Breakthroughs, the newsletter of the Feinberg School of Medicine Research Office

September 2024 Newsletter

Dustin French, PhD

Health Equity and Access to Leverage Technology for Improved Diabetic Retinopathy Outcomes (HEAL-DR)

Sponsor: National Eye Institute

Sponsored Research

PI: Dustin French, PhD, professor of Ophthalmology and Medical Social Science

In the United States, diabetes (DM) impacts 37.3 million people (11.3 percent population) and 96 million people aged 18 years or older have prediabetes (38 percent of the adult US population). One in three with DM will develop diabetic retinopathy (DR) in their lifetime, which is the leading cause of blindness in adults leading to permanent disability. Ethnic minority groups are at greater risk for vision-threatening disease and disability from diabetes. Vision loss can be the result of progression to proliferative DR (PDR) or from diabetic macular edema (DME). An eye exam can detect these conditions and may include the technology of optical coherence tomography (OCT), fundus photography (FP), and/or fluorescein angiography (FA). OCT measures central macular thickness (CMT) to detect DME and can be used to guide treatment decisions, while FP and FA improve PDR detection.  

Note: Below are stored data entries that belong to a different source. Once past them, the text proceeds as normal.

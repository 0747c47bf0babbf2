pub mod action_log;
pub mod app;
pub mod components;
pub mod input;
pub mod message;
pub mod tui;
pub mod util;
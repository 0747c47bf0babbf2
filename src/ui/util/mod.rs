pub mod handler;

use std::time::{SystemTime, UNIX_EPOCH};

/// Status dot; pulses while playing.
pub fn get_status_icon(is_playing: bool) -> &'static str {
    if is_playing {
        const FRAME_STEP_MS: u128 = 250;

        let now = SystemTime::now()
            .duration_since(UNIX_EPOCH)
            .map(|d| d.as_millis())
            .unwrap_or_default();

        match (now / FRAME_STEP_MS) % 4 {
            0 => "·",
            1 | 3 => "•",
            _ => "●",
        }
    } else {
        "●"
    }
}
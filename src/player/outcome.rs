use std::{borrow::Cow, fmt};

/// Message class of an operation result.
#[derive(Debug, Clone, Copy, PartialEq, Eq, Hash)]
pub enum OutcomeKind {
    Success,
    Warning,
}

/// Result of a player operation.
///
/// Operations never fail: a disallowed transition produces a warning and
/// leaves the state as it was.
#[derive(Debug, Clone, PartialEq, Eq)]
pub struct Outcome {
    kind: OutcomeKind,
    message: Cow<'static, str>,
}

impl Outcome {
    pub fn success(message: impl Into<Cow<'static, str>>) -> Self {
        Self {
            kind: OutcomeKind::Success,
            message: message.into(),
        }
    }

    pub fn warning(message: impl Into<Cow<'static, str>>) -> Self {
        Self {
            kind: OutcomeKind::Warning,
            message: message.into(),
        }
    }

    pub fn kind(&self) -> OutcomeKind {
        self.kind
    }

    pub fn message(&self) -> &str {
        &self.message
    }

    pub fn is_warning(&self) -> bool {
        self.kind == OutcomeKind::Warning
    }

    pub fn into_message(self) -> String {
        self.message.into_owned()
    }
}

impl fmt::Display for Outcome {
    fn fmt(&self, f: &mut fmt::Formatter<'_>) -> fmt::Result {
        f.write_str(&self.message)
    }
}

impl From<Outcome> for String {
    fn from(outcome: Outcome) -> Self {
        outcome.into_message()
    }
}
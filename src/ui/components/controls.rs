use ratatui::{
    buffer::Buffer,
    layout::Rect,
    style::Stylize,
    text::{Line, Span},
    widgets::{Paragraph, Widget},
};

use crate::util::colors;

pub struct PlayerControls;

impl Widget for PlayerControls {
    fn render(self, area: Rect, buf: &mut Buffer) {
        let controls: Vec<Span> = vec![
            "[p] ".fg(colors::NEUTRAL),
            "▶ Play".fg(colors::GREEN).bold(),
            "   [space] ".fg(colors::NEUTRAL),
            "⏸ Pause".fg(colors::YELLOW).bold(),
            "   [s] ".fg(colors::NEUTRAL),
            "■ Stop".fg(colors::RED).bold(),
        ];

        Paragraph::new(Line::from(controls).centered()).render(area, buf);
    }
}
use crate::player::state::PlayerState;

/// The surface a [`PlayerState`] sees while handling an operation.
///
/// States install their successor through `set_state`; they never hold on
/// to the context past the call.
pub trait PlaybackContext {
    fn set_state(&mut self, state: PlayerState);
    fn current_track(&self) -> &str;
}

Subjects in many DR clinical trials are disproportionately white and male compared to the population undergoing DR treatment. Early evidence suggests that minoritized men with greater CMT are at risk for vision loss if left untreated. Given that DM and DR are more prevalent in minorities and that 90 percent of DM-related vision loss is preventable, immediate effort is needed to address this disparity and evaluate predictive capabilities of DR stage, CMT, clinical measures (hemoglobin A1c, blood pressure, etc.), and social determinants of health (SDH) to improve screening and treatment guidelines for high-risk groups. The proposed study, Health Equity and Access to Leverage Technology for Improved DR Outcomes (HEAL-DR) fulfills a large gap in the current NIH ocular health disparities portfolio with modelling (OCT machine data) to better identify minority people at greatest risk for both undetected and high-risk disease using the Sight OUtcomes Research CollaborativE (SOURCE). SOURCE links electronic health record data from 35 large academic medical centers to capture visual exam data and details typically found in clinical trials. SOURCE overcomes major data barriers in ophthalmology health disparities work because it contains robust, granular eye exam data for assessing treatment, quality, and outcomes, combined with key information on race and ethnicity, gender, SDH measures, medications, HbA1c, Centers for Disease Control National Death Index Data and others. Outputs from this research will enhance visual risk assessment with new modelling to better identify minority people at greatest risk for vision loss from undetected and/or worsening disease (early PDR, occult DME) on a population level.  

This study fulfills the target goals for National Eye Institute and Healthy People 2030 and will lead to enhanced clinical guidelines for targeted outreach to those at greatest risk of DM related visual impairment. This study: 1) is innovative, 2) is stakeholder-driven by both the American Medical Association (AMA), Center for Health Equity and the American Academy of Ophthalmology (AAO), Task Force on Eye Care Disparities), 3) uses SOURCE data from multiple states and regions to analyze and reduce health care disparities in DR. The project is aligned with the missions of the NIH, AMA, AAO, and the National Academy of Medicine (NAM) on reducing health disparities and the prevention of vision loss.